------ Supplied material ------
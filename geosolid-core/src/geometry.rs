//! Geometry primitives: points, vector operations and solid meshes

use nalgebra::{Point3, Vector3};
use serde::{Deserialize, Serialize};
use tracing::debug;

use crate::error::{GeometryError, Result};

/// A point in model space. Y points up.
pub type Point3D = Point3<f64>;

/// A free vector in model space.
pub type Vec3 = Vector3<f64>;

pub fn add(a: &Vec3, b: &Vec3) -> Vec3 {
    a + b
}

pub fn subtract(a: &Point3D, b: &Point3D) -> Vec3 {
    a - b
}

pub fn scale(v: &Vec3, factor: f64) -> Vec3 {
    v * factor
}

pub fn dot(a: &Vec3, b: &Vec3) -> f64 {
    a.dot(b)
}

pub fn cross(a: &Vec3, b: &Vec3) -> Vec3 {
    a.cross(b)
}

/// Euclidean norm.
pub fn length(v: &Vec3) -> f64 {
    v.norm()
}

/// Unit vector in the direction of `v`.
///
/// A zero-length input yields the zero vector rather than NaNs; callers
/// treat a zero result as degenerate.
pub fn normalize(v: &Vec3) -> Vec3 {
    v.try_normalize(0.0).unwrap_or_else(Vec3::zeros)
}

/// Arithmetic mean of `points`, or the origin for an empty slice.
pub fn centroid(points: &[Point3D]) -> Point3D {
    if points.is_empty() {
        return Point3D::origin();
    }
    let sum = points
        .iter()
        .fold(Vec3::zeros(), |acc, p| acc + p.coords);
    Point3D::from(sum / points.len() as f64)
}

/// A polyhedral solid: vertices, faces as index polygons and edges as
/// index pairs.
///
/// Faces are wound counter-clockwise when seen from outside the solid, so
/// the right-hand normal of the first three vertices points outward. The
/// visibility stage depends on that convention.
///
/// Construction goes through [`SolidGeometry::new`], which rejects faces
/// or edges that reference missing vertices and faces with fewer than three
/// vertices. Every `SolidGeometry` in circulation is therefore structurally
/// sound.
#[derive(Debug, Clone, PartialEq, Serialize)]
pub struct SolidGeometry {
    vertices: Vec<Point3D>,
    faces: Vec<Vec<usize>>,
    edges: Vec<(usize, usize)>,
}

impl SolidGeometry {
    pub fn new(
        vertices: Vec<Point3D>,
        faces: Vec<Vec<usize>>,
        edges: Vec<(usize, usize)>,
    ) -> Result<Self> {
        let len = vertices.len();

        for (face, indices) in faces.iter().enumerate() {
            if indices.len() < 3 {
                return Err(GeometryError::DegenerateFace {
                    face,
                    len: indices.len(),
                });
            }
            if let Some(&index) = indices.iter().find(|&&i| i >= len) {
                return Err(GeometryError::FaceIndexOutOfRange { face, index, len });
            }
        }

        for (edge, &(a, b)) in edges.iter().enumerate() {
            let index = a.max(b);
            if index >= len {
                return Err(GeometryError::EdgeIndexOutOfRange { edge, index, len });
            }
        }

        debug!(
            vertices = len,
            faces = faces.len(),
            edges = edges.len(),
            "built solid mesh"
        );

        Ok(Self {
            vertices,
            faces,
            edges,
        })
    }

    pub fn vertices(&self) -> &[Point3D] {
        &self.vertices
    }

    pub fn faces(&self) -> &[Vec<usize>] {
        &self.faces
    }

    pub fn edges(&self) -> &[(usize, usize)] {
        &self.edges
    }

    /// Vertex positions of one face, in winding order.
    pub fn face_points(&self, face: usize) -> Vec<Point3D> {
        self.faces[face].iter().map(|&i| self.vertices[i]).collect()
    }

    /// Mean of all vertices.
    pub fn centroid(&self) -> Point3D {
        centroid(&self.vertices)
    }
}

/// A sphere, kept analytic instead of tessellated.
#[derive(Debug, Clone, Copy, PartialEq, Serialize, Deserialize)]
pub struct SphereGeometry {
    pub center: Point3D,
    pub radius: f64,
}

/// Output of the generator: a mesh, or the special sphere case.
#[derive(Debug, Clone, PartialEq, Serialize)]
#[serde(tag = "type", rename_all = "lowercase")]
pub enum Solid {
    Mesh(SolidGeometry),
    Sphere(SphereGeometry),
}

impl Solid {
    pub fn as_mesh(&self) -> Option<&SolidGeometry> {
        match self {
            Solid::Mesh(mesh) => Some(mesh),
            Solid::Sphere(_) => None,
        }
    }

    pub fn as_sphere(&self) -> Option<&SphereGeometry> {
        match self {
            Solid::Mesh(_) => None,
            Solid::Sphere(sphere) => Some(sphere),
        }
    }
}

#[cfg(test)]
mod tests {
    use super::*;
    use approx::assert_relative_eq;

    #[test]
    fn test_normalize_zero_vector() {
        let n = normalize(&Vec3::zeros());
        assert_eq!(n, Vec3::zeros());
    }

    #[test]
    fn test_normalize_unit_length() {
        let n = normalize(&Vec3::new(3.0, 4.0, 0.0));
        assert_relative_eq!(length(&n), 1.0);
        assert_relative_eq!(n.x, 0.6);
        assert_relative_eq!(n.y, 0.8);
    }

    #[test]
    fn test_cross_is_right_handed() {
        let z = cross(&Vec3::x(), &Vec3::y());
        assert_eq!(z, Vec3::z());
        assert_relative_eq!(dot(&z, &Vec3::x()), 0.0);
    }

    #[test]
    fn test_vector_arithmetic() {
        let a = Vec3::new(1.0, 2.0, 3.0);
        let b = Vec3::new(-1.0, 0.5, 2.0);
        assert_eq!(add(&a, &b), Vec3::new(0.0, 2.5, 5.0));
        assert_eq!(scale(&a, 2.0), Vec3::new(2.0, 4.0, 6.0));
        let d = subtract(&Point3D::new(1.0, 1.0, 1.0), &Point3D::new(0.0, 2.0, -1.0));
        assert_eq!(d, Vec3::new(1.0, -1.0, 2.0));
    }

    #[test]
    fn test_centroid() {
        assert_eq!(centroid(&[]), Point3D::origin());

        let points = [
            Point3D::new(0.0, 0.0, 0.0),
            Point3D::new(2.0, 0.0, 0.0),
            Point3D::new(2.0, 4.0, 0.0),
            Point3D::new(0.0, 4.0, 6.0),
        ];
        let c = centroid(&points);
        assert_relative_eq!(c.x, 1.0);
        assert_relative_eq!(c.y, 2.0);
        assert_relative_eq!(c.z, 1.5);
    }

    #[test]
    fn test_mesh_rejects_bad_indices() {
        let vertices = vec![
            Point3D::new(0.0, 0.0, 0.0),
            Point3D::new(1.0, 0.0, 0.0),
            Point3D::new(0.0, 1.0, 0.0),
        ];

        let err = SolidGeometry::new(vertices.clone(), vec![vec![0, 1, 3]], vec![]).unwrap_err();
        assert_eq!(
            err,
            GeometryError::FaceIndexOutOfRange {
                face: 0,
                index: 3,
                len: 3
            }
        );

        let err = SolidGeometry::new(vertices.clone(), vec![vec![0, 1]], vec![]).unwrap_err();
        assert_eq!(err, GeometryError::DegenerateFace { face: 0, len: 2 });

        let err = SolidGeometry::new(vertices.clone(), vec![], vec![(0, 1), (2, 5)]).unwrap_err();
        assert_eq!(
            err,
            GeometryError::EdgeIndexOutOfRange {
                edge: 1,
                index: 5,
                len: 3
            }
        );

        assert!(SolidGeometry::new(vertices, vec![vec![0, 1, 2]], vec![(0, 1)]).is_ok());
    }
}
------
Task statement: Your task is to copy every line in the entries that holds the string "DegenerateFace".

The completed task:
                return Err(GeometryError::DegenerateFace {
        assert_eq!(err, GeometryError::DegenerateFace { face: 0, len: 2 });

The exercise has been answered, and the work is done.